少々順番がおかしなるけども気にせんで、先にアーク放電の項目を書いたろう。


アーク放電

arc discharge


 電極間の放電現象において、放電電流を上げて行った場合に起こる最終的な放電の形態。電極間にアーク(弧)状の火花が発生することからこう言われる。インダクタンスを含む回路を急激に遮断すると発生する高い誘導起電力によって接点や電鍵などに見られることがある。プラズマ分子の激しい運動により5000-6000Kもの高温な気体温度を作り出せるので、アーク溶接・アーク炉に応用される。また、陰極輝点([詳説]を参照のこと)は高輝度発光光源(アーク光源)に利用された。

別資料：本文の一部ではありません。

//! Credential store
//!
//! User records are keyed by the opaque identity the chat transport assigns
//! to each user. The store is a plain key-value surface so the service
//! layer stays independent of where records live; the in-memory
//! implementation serialises all writes behind a single lock.

use crate::error::{AccountError, Result};
use serde::{Deserialize, Serialize};
use std::collections::HashMap;
use std::sync::{Arc, RwLock};

/// A registered user
#[derive(Debug, Clone, PartialEq, Eq, Serialize, Deserialize)]
pub struct UserRecord {
    /// Opaque stable identifier from the chat transport
    pub identity: String,
    /// Unique display name chosen at registration
    pub username: String,
    /// Contact address for OTP and confirmation mail
    pub email: String,
    /// One-way password digest
    pub password_digest: String,
    /// Whether the email address has been verified
    pub is_verified: bool,
    /// Whether the user currently holds a session
    pub is_logged_in: bool,
}

impl UserRecord {
    /// Create a fresh, unverified, logged-out record
    pub fn new(
        identity: impl Into<String>,
        username: impl Into<String>,
        email: impl Into<String>,
        password_digest: impl Into<String>,
    ) -> Self {
        Self {
            identity: identity.into(),
            username: username.into(),
            email: email.into(),
            password_digest: password_digest.into(),
            is_verified: false,
            is_logged_in: false,
        }
    }
}

/// Storage surface for user records
pub trait UserStore: Send + Sync {
    /// Fetch the record for an identity
    fn get(&self, identity: &str) -> Option<UserRecord>;

    /// Fetch a record by email. Email is not a unique key; if several
    /// records share one address an arbitrary match is returned.
    fn find_by_email(&self, email: &str) -> Option<UserRecord>;

    /// Insert a new record. Fails with [`AccountError::AlreadyExists`] if
    /// the identity or username is already taken; never overwrites.
    fn insert(&self, record: UserRecord) -> Result<()>;

    /// Replace the record for an existing identity
    fn update(&self, record: UserRecord) -> Result<()>;

    /// Remove the record for an identity, reporting whether one existed
    fn delete(&self, identity: &str) -> bool;
}

/// Process-local store backed by a hash map
pub struct InMemoryUserStore {
    records: Arc<RwLock<HashMap<String, UserRecord>>>,
}

impl InMemoryUserStore {
    pub fn new() -> Self {
        Self {
            records: Arc::new(RwLock::new(HashMap::new())),
        }
    }
}

impl Default for InMemoryUserStore {
    fn default() -> Self {
        Self::new()
    }
}

impl UserStore for InMemoryUserStore {
    fn get(&self, identity: &str) -> Option<UserRecord> {
        self.records.read().ok()?.get(identity).cloned()
    }

    fn find_by_email(&self, email: &str) -> Option<UserRecord> {
        self.records
            .read()
            .ok()?
            .values()
            .find(|r| r.email == email)
            .cloned()
    }

    fn insert(&self, record: UserRecord) -> Result<()> {
        let mut records = self
            .records
            .write()
            .map_err(|e| AccountError::StorageError(format!("Lock error: {e}")))?;

        if records.contains_key(&record.identity)
            || records.values().any(|r| r.username == record.username)
        {
            return Err(AccountError::AlreadyExists);
        }

        records.insert(record.identity.clone(), record);
        Ok(())
    }

    fn update(&self, record: UserRecord) -> Result<()> {
        let mut records = self
            .records
            .write()
            .map_err(|e| AccountError::StorageError(format!("Lock error: {e}")))?;

        if !records.contains_key(&record.identity) {
            return Err(AccountError::NotFound);
        }

        records.insert(record.identity.clone(), record);
        Ok(())
    }

    fn delete(&self, identity: &str) -> bool {
        self.records
            .write()
            .ok()
            .and_then(|mut records| records.remove(identity))
            .is_some()
    }
}

#[cfg(test)]
mod tests {
    use super::*;

    fn alice() -> UserRecord {
        UserRecord::new("1001", "alice", "a@x.com", "digest-a")
    }

    #[test]
    fn test_insert_and_get() {
        let store = InMemoryUserStore::new();
        store.insert(alice()).unwrap();

        let rec = store.get("1001").unwrap();
        assert_eq!(rec.username, "alice");
        assert!(!rec.is_verified);
        assert!(!rec.is_logged_in);
    }

    #[test]
    fn test_duplicate_identity_fails_without_overwrite() {
        let store = InMemoryUserStore::new();
        store.insert(alice()).unwrap();

        let mut dup = UserRecord::new("1001", "someone-else", "b@x.com", "digest-b");
        dup.is_verified = true;
        assert!(matches!(
            store.insert(dup),
            Err(AccountError::AlreadyExists)
        ));

        // Original record untouched.
        assert_eq!(store.get("1001").unwrap().username, "alice");
    }

    #[test]
    fn test_duplicate_username_fails() {
        let store = InMemoryUserStore::new();
        store.insert(alice()).unwrap();

        let dup = UserRecord::new("1002", "alice", "other@x.com", "digest-b");
        assert!(matches!(
            store.insert(dup),
            Err(AccountError::AlreadyExists)
        ));
    }

    #[test]
    fn test_find_by_email() {
        let store = InMemoryUserStore::new();
        store.insert(alice()).unwrap();

        assert_eq!(store.find_by_email("a@x.com").unwrap().identity, "1001");
        assert!(store.find_by_email("missing@x.com").is_none());
    }

    #[test]
    fn test_update_requires_existing() {
        let store = InMemoryUserStore::new();
        let rec = alice();
        assert!(matches!(
            store.update(rec.clone()),
            Err(AccountError::NotFound)
        ));

        store.insert(rec.clone()).unwrap();
        let mut rec = rec;
        rec.is_logged_in = true;
        store.update(rec).unwrap();
        assert!(store.get("1001").unwrap().is_logged_in);
    }

    #[test]
    fn test_delete() {
        let store = InMemoryUserStore::new();
        store.insert(alice()).unwrap();
        assert!(store.delete("1001"));
        assert!(!store.delete("1001"));
        assert!(store.get("1001").is_none());
    }
}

[詳説]放電管の電極間電流を0から上げて行くと、電極間電圧の上昇が見られる初期励起(放電現象ではない)を経てタウンゼント放電が起こり、さらに電流を上げると、電極間の電荷量の増大でその電位分布に変化が起こり、陰極からの電流供給が増えて電圧が下がり、発光を伴うグロー放電に移行する。そこからさらに電流を上げると電圧の急激な上昇と電極の局所的な発熱が起こって電極材料の蒸発が起こるが、それがさらなる放電と放電電流の集中化を促し、陰極輝点というスポット状の光点が発生する。陰極温度が上昇すると陰極表面からの熱電子放出も起こるようになり、融点の低い陰極材料では電極表面に分布する空間電荷の効果による電界電子放出も加わって、これらによって電極間のキャリア密度が高くなる。
 電流を上げるとまず電圧は急上昇するが、電子の増加と電離の効果が蓄積されることにより電圧は急降下し(負性抵抗特性)、10V程度の低い電圧でも放電を維持できるようになる。ただし、アーク放電を作り出すまでに高電圧が必要となる。

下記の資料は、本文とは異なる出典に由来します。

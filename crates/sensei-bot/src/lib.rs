//! DeFiSensei finance bot
//!
//! The chat-facing half of the bot: it parses text commands, gates market
//! data behind the account session, and talks to the upstream price and
//! news APIs. It includes:
//!
//! - Command parsing and a single uniform dispatcher
//! - Market data gateways (CoinGecko, Yahoo Finance, Alpha Vantage forex,
//!   NewsAPI) with per-provider rate limiting and a timed quote cache
//! - MarkdownV2-safe reply formatting and message chunking
//! - An interactive CLI binary standing in for the chat transport
//!
//! Account, session and OTP logic lives in the `sensei-account` crate.
//!
//! # Example
//!
//! ```rust,ignore
//! use sensei_bot::{BotConfig, BotHandler, MarketGateway};
//! use sensei_account::{AccountService, Argon2Hasher, InMemoryUserStore, LogNotifier};
//! use std::sync::Arc;
//!
//! # async fn run() -> anyhow::Result<()> {
//! let config = BotConfig::builder().with_env_all_keys().build()?;
//! let accounts = Arc::new(AccountService::new(
//!     Arc::new(InMemoryUserStore::new()),
//!     Arc::new(Argon2Hasher),
//!     Arc::new(LogNotifier),
//! ));
//! let handler = BotHandler::new(accounts, MarketGateway::new(&config)?);
//!
//! let reply = handler.handle("1001", "/help").await;
//! println!("{reply}");
//! # Ok(())
//! # }
//! ```

pub mod api;
pub mod bot;
pub mod cache;
pub mod config;
pub mod content;
pub mod error;
pub mod market;

// Re-export main types for convenience
pub use bot::{BotHandler, Command};
pub use config::BotConfig;
pub use error::{BotError, Result};
pub use market::{MarketGateway, MarketSummary};
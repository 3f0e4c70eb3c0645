//! Injectable time source
//!
//! OTP expiry is relative to wall-clock time. Taking the clock as a trait
//! lets tests drive expiry deterministically instead of sleeping.

use chrono::{DateTime, Duration, Utc};
use std::sync::{Arc, RwLock};

/// Time source for expiry checks
pub trait Clock: Send + Sync {
    /// Current instant
    fn now(&self) -> DateTime<Utc>;
}

/// Wall-clock time
#[derive(Debug, Clone, Copy, Default)]
pub struct SystemClock;

impl Clock for SystemClock {
    fn now(&self) -> DateTime<Utc> {
        Utc::now()
    }
}

/// Manually advanced clock for tests
#[derive(Clone)]
pub struct FakeClock {
    now: Arc<RwLock<DateTime<Utc>>>,
}

impl FakeClock {
    /// Create a clock frozen at `start`
    pub fn new(start: DateTime<Utc>) -> Self {
        Self {
            now: Arc::new(RwLock::new(start)),
        }
    }

    /// Advance the clock by `seconds`
    pub fn advance_secs(&self, seconds: i64) {
        if let Ok(mut now) = self.now.write() {
            *now = *now + Duration::seconds(seconds);
        }
    }
}

impl Clock for FakeClock {
    fn now(&self) -> DateTime<Utc> {
        self.now.read().map(|t| *t).unwrap_or_else(|_| Utc::now())
    }
}

#[cfg(test)]
mod tests {
    use super::*;

    #[test]
    fn test_fake_clock_advances() {
        let clock = FakeClock::new(Utc::now());
        let t0 = clock.now();
        clock.advance_secs(300);
        assert_eq!(clock.now() - t0, Duration::seconds(300));
    }
}
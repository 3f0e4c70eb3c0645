//! Error types for the bot surface and market data gateways

use sensei_account::AccountError;
use thiserror::Error;

/// Bot and market-data specific errors
#[derive(Debug, Error)]
pub enum BotError {
    /// Account or session operation failed
    #[error(transparent)]
    Account(#[from] AccountError),

    /// Command had the wrong number of arguments
    #[error("Usage: {0}")]
    Usage(&'static str),

    /// Command name not recognised
    #[error("Unknown command: {0}")]
    UnknownCommand(String),

    /// Upstream price/news API failed or returned an unusable response
    #[error("Upstream service unavailable: {0}")]
    UpstreamUnavailable(String),

    /// Upstream responded but had no data for the requested symbol
    #[error("No data available for {symbol}: {reason}")]
    DataUnavailable { symbol: String, reason: String },

    /// Rate limit exceeded for an upstream API
    #[error("Rate limit exceeded for {provider}")]
    RateLimitExceeded { provider: String },

    /// Network or HTTP error
    #[error("Network error: {0}")]
    NetworkError(#[from] reqwest::Error),

    /// JSON parsing error
    #[error("JSON error: {0}")]
    JsonError(#[from] serde_json::Error),

    /// Yahoo Finance API error
    #[error("Yahoo Finance error: {0}")]
    YahooFinanceError(String),

    /// Configuration error
    #[error("Configuration error: {0}")]
    ConfigError(String),
}

/// Result type alias for bot operations
pub type Result<T> = std::result::Result<T, BotError>;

[補説]水銀の液面の平坦性などを利用した水銀放電管は、アーク放電電流値を陰極近傍で補助放電させることにより制御でき、しかも逆相では放電しない整流性があるため、過去に水銀整流器(イグナイトロン・エキサイトロン)として交流電気機関車などに用いられた。しかし、水銀整流器は陽極が汚染すると逆方向に大電流が流れる(逆弧)ので保守の負担も大きく、保守がほぼ不要なシリコンpinダイオードの開発により取って代わられた。

(本文ここまで)

 放電は高電圧を使うさかい弱電屋にはあんまし馴染みはあらへんけども、真空放電の実験は中高生でもやるやろうし、光エレクトロニクスでもたまに触れられることもある。それに、他の電子工学用語集では数行で終わってまうことを、分かりやすさと詳しさを追求するために字数を費やすことをこの用語集では厭わんつもりや。